Teaching Lab Wins $100,000 in Ed Tech Competition

Written by Teaching Lab Staff


Photo by Jill Wellington from Pexels

Photo by Jill Wellington from Pexels


Teaching Lab is the winner of the Futures Forum on Learning: Tools Competition, a global competition aimed at developing new technologies to address student learning following the coronavirus pandemic.

Our organization will receive $100,000 to further develop Teaching Lab Plus, the virtual version of our professional learning model, which seeks to accelerate K-12 ELA and math learning of Black and Latinx students and students experiencing poverty through transformational virtual teacher learning experiences.

In our online environment, teachers learn to equitably instruct and engage students in any context, including in online and hybrid contexts. By 2023-2024, Teaching Lab will reach over 15,000 teachers and serve 1.1 million students. We will engage in rapid experimentation, create linked datasets and open them up to researchers to answer questions like: What leads to the greatest improvements in teacher and student learning in an online environment?

Accelerate Pandemic-Related Learning Recovery

The competition was convened and sponsored by Schmidt Futures and Citadel Founder and CEO Ken Griffin to accelerate pandemic-related learning recovery and advance the field of learning engineering. The 18 winning teams, made up of entrepreneurs, learning scientists, and researchers from around the world, are eligible to share a total of more than $1.5 million in awards to fund tools, technologies, platforms, and research projects ranging from interactive learning apps to on-demand tutoring.

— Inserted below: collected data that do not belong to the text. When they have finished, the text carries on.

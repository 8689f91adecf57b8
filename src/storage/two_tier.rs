//! Collection index plus one item file per collection.

use std::path::{Path, PathBuf};

use async_trait::async_trait;
use tracing::debug;

use super::json::{read_json, write_json_atomic};
use super::locks::WriteLocks;
use super::CollectionStore;
use crate::error::{Result, ScrapeError};
use crate::extract::normalize::is_valid_id;
use crate::models::{Collection, Item};

/// `index_path` holds `[Collection]`; `items_dir/<collection_id>.json` holds
/// that collection's `[Item]`.
#[derive(Debug)]
pub struct TwoTierStore {
    index_path: PathBuf,
    items_dir: PathBuf,
    locks: WriteLocks,
}

impl TwoTierStore {
    pub fn new(index_path: impl Into<PathBuf>, items_dir: impl Into<PathBuf>) -> Self {
        Self {
            index_path: index_path.into(),
            items_dir: items_dir.into(),
            locks: WriteLocks::default(),
        }
    }

    /// Store rooted at `data_dir` with default file names.
    pub fn in_dir(data_dir: &Path) -> Self {
        Self::new(
            data_dir.join(crate::config::DEFAULT_INDEX_FILENAME),
            data_dir.join(crate::config::DEFAULT_ITEMS_DIRNAME),
        )
    }

    pub fn index_path(&self) -> &Path {
        &self.index_path
    }

    /// Item file for a collection. Ids outside the identifier alphabet never
    /// map to a file, so they cannot escape `items_dir`.
    pub fn items_path(&self, collection_id: &str) -> Option<PathBuf> {
        is_valid_id(collection_id).then(|| self.items_dir.join(format!("{}.json", collection_id)))
    }
}

#[async_trait]
impl CollectionStore for TwoTierStore {
    async fn save_collections(&self, collections: &[Collection]) -> Result<()> {
        let _guard = self.locks.index().await;
        write_json_atomic(&self.index_path, collections).await
    }

    async fn load_collections(&self) -> Result<Vec<Collection>> {
        Ok(read_json(&self.index_path).await?.unwrap_or_default())
    }

    async fn save_items(&self, collection_id: &str, items: &[Item]) -> Result<()> {
        let Some(path) = self.items_path(collection_id) else {
            return Err(ScrapeError::io(
                self.items_dir.join(collection_id),
                std::io::Error::new(std::io::ErrorKind::InvalidInput, "invalid collection id"),
            ));
        };
        let _guard = self.locks.collection(collection_id).await;
        debug!(collection = collection_id, count = items.len(), "Writing item file");
        write_json_atomic(&path, items).await
    }

    async fn load_items(&self, collection_id: &str) -> Result<Option<Vec<Item>>> {
        let Some(path) = self.items_path(collection_id) else {
            return Ok(None);
        };
        let items: Option<Vec<Item>> = read_json(&path).await?;
        Ok(items.map(|items| {
            items
                .into_iter()
                .map(|mut item| {
                    item.collection_id = collection_id.to_string();
                    item
                })
                .collect()
        }))
    }

    async fn merge_collections(&self, collections: &[Collection]) -> Result<()> {
        let _guard = self.locks.index().await;
        let mut index: Vec<Collection> = read_json(&self.index_path).await?.unwrap_or_default();
        merge_into(&mut index, collections);
        write_json_atomic(&self.index_path, &index).await
    }
}

/// Replace entries with matching ids in place; append the rest in order.
pub(crate) fn merge_into(index: &mut Vec<Collection>, updates: &[Collection]) {
    for update in updates {
        match index
            .iter_mut()
            .find(|c| c.collection_id == update.collection_id)
        {
            Some(existing) => *existing = update.clone(),
            None => index.push(update.clone()),
        }
    }
}
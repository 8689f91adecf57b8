//! Deduplicate command.

use console::style;

use super::helpers::store_for;
use crate::config::Settings;

/// Remove videos that appear in more than one stored playlist.
pub async fn cmd_dedupe(settings: &Settings) -> anyhow::Result<()> {
    let store = store_for(settings)?;
    let report = store.deduplicate_items().await?;

    if report.is_clean() {
        println!("{} No duplicate videos found", style("✓").green());
        return Ok(());
    }

    println!(
        "{} Removed {} duplicate videos",
        style("✓").green(),
        report.removed_count
    );
    for (item_id, count) in &report.per_group {
        println!("  {} {} ({} removed)", style("→").dim(), item_id, count);
    }

    Ok(())
}
//! tubescrape - video playlist search and scraping pipeline.

use tracing_subscriber::{layer::SubscriberExt, util::SubscriberInitExt};

#[tokio::main]
async fn main() -> anyhow::Result<()> {
    // Load .env file if present (before anything else)
    let _ = dotenvy::dotenv();

    // Initialize logging based on verbosity
    let default_filter = if tubescrape::cli::is_verbose() {
        "tubescrape=info"
    } else {
        "tubescrape=warn"
    };

    tracing_subscriber::registry()
        .with(
            tracing_subscriber::EnvFilter::try_from_default_env()
                .unwrap_or_else(|_| default_filter.into()),
        )
        .with(tracing_subscriber::fmt::layer().with_writer(std::io::stderr))
        .init();

    tubescrape::cli::run().await
}
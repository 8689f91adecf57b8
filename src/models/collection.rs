//! Collection model (a playlist-equivalent).

use chrono::{DateTime, Utc};
use serde::{Deserialize, Serialize};

use crate::extract::normalize;

/// A scraped collection as stored in the index.
///
/// Serialized as `{collection_id, title, url, video_count, thumbnail, created_at}`.
#[derive(Debug, Clone, PartialEq, Eq, Serialize, Deserialize)]
pub struct Collection {
    pub collection_id: String,
    pub title: String,
    /// Canonical URL, derived from `collection_id`.
    pub url: String,
    /// Number of items actually extracted. Never taken from page text.
    #[serde(rename = "video_count")]
    pub item_count: u32,
    pub thumbnail: String,
    /// Time of the last successful scrape.
    #[serde(rename = "created_at")]
    pub scraped_at: DateTime<Utc>,
}

impl Collection {
    /// Create a collection record; the title is truncated and the URL derived.
    pub fn new(
        collection_id: &str,
        title: &str,
        thumbnail: String,
        item_count: u32,
        scraped_at: DateTime<Utc>,
    ) -> Self {
        Self {
            collection_id: collection_id.to_string(),
            title: normalize::truncate_chars(title, normalize::MAX_COLLECTION_TITLE),
            url: normalize::collection_url(collection_id),
            item_count,
            thumbnail,
            scraped_at,
        }
    }

    /// Whether the last scrape found no items (kept, but flagged).
    pub fn is_empty(&self) -> bool {
        self.item_count == 0
    }

    /// Case-insensitive title match used by stored-data search.
    pub fn title_matches(&self, query: &str) -> bool {
        let query = query.trim().to_lowercase();
        query.is_empty() || self.title.to_lowercase().contains(&query)
    }
}

/// A collection reference found on a search results page, before its own
/// page has been visited.
#[derive(Debug, Clone, PartialEq, Eq)]
pub struct CollectionStub {
    pub collection_id: String,
    /// 0-based first-seen order on the results page (effective relevance).
    pub rank: usize,
    /// Anchor `title` attribute or text, used late in the title fallback chain.
    pub title_hint: Option<String>,
    /// Image found inside the anchor, if any.
    pub thumbnail_hint: Option<String>,
}

impl CollectionStub {
    pub fn new(collection_id: impl Into<String>, rank: usize) -> Self {
        Self {
            collection_id: collection_id.into(),
            rank,
            title_hint: None,
            thumbnail_hint: None,
        }
    }

    pub fn url(&self) -> String {
        normalize::collection_url(&self.collection_id)
    }
}
//! Chrome/Chromium executable discovery.

use std::path::{Path, PathBuf};

use tracing::info;

use crate::error::{Result, ScrapeError};

/// Well-known install locations, checked before `PATH`.
const CHROME_PATHS: &[&str] = &[
    // Linux
    "/usr/bin/chromium",
    "/usr/bin/chromium-browser",
    "/usr/bin/google-chrome",
    "/usr/bin/google-chrome-stable",
    "/snap/bin/chromium",
    // macOS
    "/Applications/Google Chrome.app/Contents/MacOS/Google Chrome",
    "/Applications/Chromium.app/Contents/MacOS/Chromium",
    // Common install locations
    "/opt/google/chrome/google-chrome",
];

const CHROME_COMMANDS: &[&str] = &[
    "google-chrome",
    "google-chrome-stable",
    "chromium",
    "chromium-browser",
];

/// Find a Chrome executable.
///
/// An explicit path must exist; otherwise well-known locations and then
/// `PATH` are searched.
pub fn find_chrome(explicit: Option<&Path>) -> Result<PathBuf> {
    if let Some(path) = explicit {
        if path.exists() {
            return Ok(path.to_path_buf());
        }
        return Err(ScrapeError::SessionStart(format!(
            "Configured Chrome executable does not exist: {}",
            path.display()
        )));
    }

    for path in CHROME_PATHS {
        let p = Path::new(path);
        if p.exists() {
            info!("Found Chrome at: {}", path);
            return Ok(p.to_path_buf());
        }
    }

    for cmd in CHROME_COMMANDS {
        if let Ok(path) = which::which(cmd) {
            info!("Found Chrome in PATH: {}", path.display());
            return Ok(path);
        }
    }

    Err(ScrapeError::SessionStart(
        "Chrome/Chromium not found. Please install it:\n\
         - Arch/Manjaro: sudo pacman -S chromium\n\
         - Ubuntu/Debian: sudo apt install chromium-browser\n\
         - Fedora: sudo dnf install chromium\n\
         - Or set CHROME_PATH / BROWSER_URL"
            .to_string(),
    ))
}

“The Tools Competition Award allows us to reimagine teacher learning in service of reimagining student learning. When you think about it, nothing in education improves without teachers. If we actually care about educational equity, we will provide teachers with the support they deserve -- anytime, anywhere, including online — so they have the skills, knowledge, and capacity to continuously improve to advance educational equity with students and families. We believe this can happen virtually because we’ve been doing it since the onset of the pandemic and teachers prefer the flexibility and access to communities outside of their immediate school. With this award, we’ll also collaborate with researchers and learning engineers to build a stronger evidence base around what works to improve teacher learning in online spaces. The findings from this research can be used by anyone to improve the way they support teachers to engage in continuous learning.” 

Sarah Johnson, CEO of Teaching Lab

To Serve One Million Students by the End of 2021

Launched in July 2020 at the Futures Forum on Learning, the Tools Competition generated nearly 900 proposals from 55 countries, showcasing innovative ways to accelerate learning recovery and mitigate the educational impact of COVID-19 on K-12 students. The educational tools developed by the winning teams have the potential to serve one million students by the end of 2021 and close to 20 million students within the next three years, according to estimates calculated by each team. 

“The pandemic has underscored the importance of investing in long-term innovative solutions that improve student outcomes,” said Ken Griffin, Citadel Founder and CEO. “Every student should have access to the tools and resources they need to succeed, and I applaud the winners of our Tools Competition for their commitment to improving education for students globally.”

“The Tools Competition is built on three big ideas,” said Kumar Garg, Managing Director and Head of Partnerships at Schmidt Futures. “We must address the global learning loss from the pandemic now, or risk the consequences lasting for years. We must develop new solutions. And we can’t just chase after silver bullets—we have to actually invest in tools that use the best learning science and have the infrastructure for continuous improvement. That’s the value of learning engineering, and that’s what all of these winners exemplify.

The 18 winning teams come from institutions and organizations across North America, South America, Europe, Asia, and Africa. In addition to receiving financial prizes, the winning teams will share insights from their work with external researchers to facilitate experimentation to improve student outcomes and better understand student learning. 

Tools Competition Background

Administered by the Learning Agency with support from Teachers College, Columbia University, and Worcester Polytechnic Institute, the competition consisted of three rounds of proposal evaluations and pitches before a panel of judges that included philanthropists, education technologists, teachers and researchers. In order to be considered for an award, each proposal had to address a pressing learning goal connected to COVID-19 learning loss and work with external researchers to build a culture of continuous improvement.

Winners have now received the first installment of their awards and will be provided with the opportunity to connect with leaders in the field and present their ideas to a panel of educators for further refinement, review, and funding. 

The field of learning engineering, and Schmidt Futures’ Learning Engineering program, aims to leverage the rapid advances in computational methods, data, and talent to both improve and utilize our growing understanding of how people learn. The Tools Competition embodies that approach by seeding the development of new tools and approaches that contribute to research infrastructure for rapid testing and improvement by a new generation of computational talent.